» **About this exercise**
Your answer must be an exact copy of every record below.

○ ○ ○ ○ ○

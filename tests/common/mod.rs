// Shared helpers for patternlint integration tests
#![allow(dead_code)]

use patternlint::config::PatternLintConfig;
use patternlint::diagnostics::{AnalysisReport, Diagnostic};
use patternlint::engine::Engine;
use patternlint::semantic::Compilation;

/// Compiles sources into an assembly named `App`.
pub fn compile(sources: &[(&str, &str)]) -> Compilation {
    Compilation::from_sources("App", sources)
}

pub fn compile_one(src: &str) -> Compilation {
    compile(&[("Test.cs", src)])
}

/// Engine evaluating declarations on the calling thread.
pub fn sequential_engine() -> Engine {
    let mut config = PatternLintConfig::default();
    config.analysis.parallel = false;
    Engine::new(config)
}

pub fn with_id<'a>(report: &'a AnalysisReport, id: &str) -> Vec<&'a Diagnostic> {
    report.diagnostics.iter().filter(|d| d.id == id).collect()
}

pub fn args_of(diagnostics: &[&Diagnostic]) -> Vec<Vec<String>> {
    diagnostics.iter().map(|d| d.args.clone()).collect()
}

/// Applies the fix of the first `id` diagnostic and returns the rewritten
/// compilation and the text of the rewritten file.
pub fn fix_first(src: &str, id: &str) -> (Compilation, String) {
    let engine = sequential_engine();
    let c = compile_one(src);
    let report = engine.analyze(&c);
    let diagnostic = report
        .diagnostics
        .iter()
        .find(|d| d.id == id)
        .unwrap_or_else(|| panic!("no {id} diagnostic in {:#?}", report.diagnostics));
    let applied = engine
        .apply(&c, diagnostic)
        .unwrap_or_else(|err| panic!("fix for {id} failed: {err}"));
    let text = applied
        .compilation
        .current_files()
        .iter()
        .find(|f| f.path == applied.fix.path)
        .map(|f| f.text.clone())
        .expect("rewritten file");
    (applied.compilation, text)
}

/// Diagnostics as comparable tuples, sorted.
pub fn fingerprint(diagnostics: &[Diagnostic]) -> Vec<(String, String, usize, Vec<String>)> {
    let mut out: Vec<_> = diagnostics
        .iter()
        .map(|d| {
            (
                d.id.to_string(),
                d.path().display().to_string(),
                d.location.span.start,
                d.args.clone(),
            )
        })
        .collect();
    out.sort();
    out
}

○ ○ ○ ○ ○

» **Task answer**
filename tests/common/mod.rs
// Shared helpers for patternlint integration tests
#![allow(dead_code)]

use patternlint::config::PatternLintConfig;
use patternlint::diagnostics::{AnalysisReport, Diagnostic};
use patternlint::engine::Engine;
use patternlint::semantic::Compilation;

/// Compiles sources into an assembly named `App`.
pub fn compile(sources: &[(&str, &str)]) -> Compilation {
    Compilation::from_sources("App", sources)
}

pub fn compile_one(src: &str) -> Compilation {
    compile(&[("Test.cs", src)])
}

/// Engine evaluating declarations on the calling thread.
pub fn sequential_engine() -> Engine {
    let mut config = PatternLintConfig::default();
    config.analysis.parallel = false;
    Engine::new(config)
}

pub fn with_id<'a>(report: &'a AnalysisReport, id: &str) -> Vec<&'a Diagnostic> {
    report.diagnostics.iter().filter(|d| d.id == id).collect()
}

pub fn args_of(diagnostics: &[&Diagnostic]) -> Vec<Vec<String>> {
    diagnostics.iter().map(|d| d.args.clone()).collect()
}

/// Applies the fix of the first `id` diagnostic and returns the rewritten
/// compilation and the text of the rewritten file.
pub fn fix_first(src: &str, id: &str) -> (Compilation, String) {
    let engine = sequential_engine();
    let c = compile_one(src);
    let report = engine.analyze(&c);
    let diagnostic = report
        .diagnostics
        .iter()
        .find(|d| d.id == id)
        .unwrap_or_else(|| panic!("no {id} diagnostic in {:#?}", report.diagnostics));
    let applied = engine
        .apply(&c, diagnostic)
        .unwrap_or_else(|err| panic!("fix for {id} failed: {err}"));
    let text = applied
        .compilation
        .current_files()
        .iter()
        .find(|f| f.path == applied.fix.path)
        .map(|f| f.text.clone())
        .expect("rewritten file");
    (applied.compilation, text)
}

/// Diagnostics as comparable tuples, sorted.
pub fn fingerprint(diagnostics: &[Diagnostic]) -> Vec<(String, String, usize, Vec<String>)> {
    let mut out: Vec<_> = diagnostics
        .iter()
        .map(|d| {
            (
                d.id.to_string(),
                d.path().display().to_string(),
                d.location.span.start,
                d.args.clone(),
            )
        })
        .collect();
    out.sort();
    out
}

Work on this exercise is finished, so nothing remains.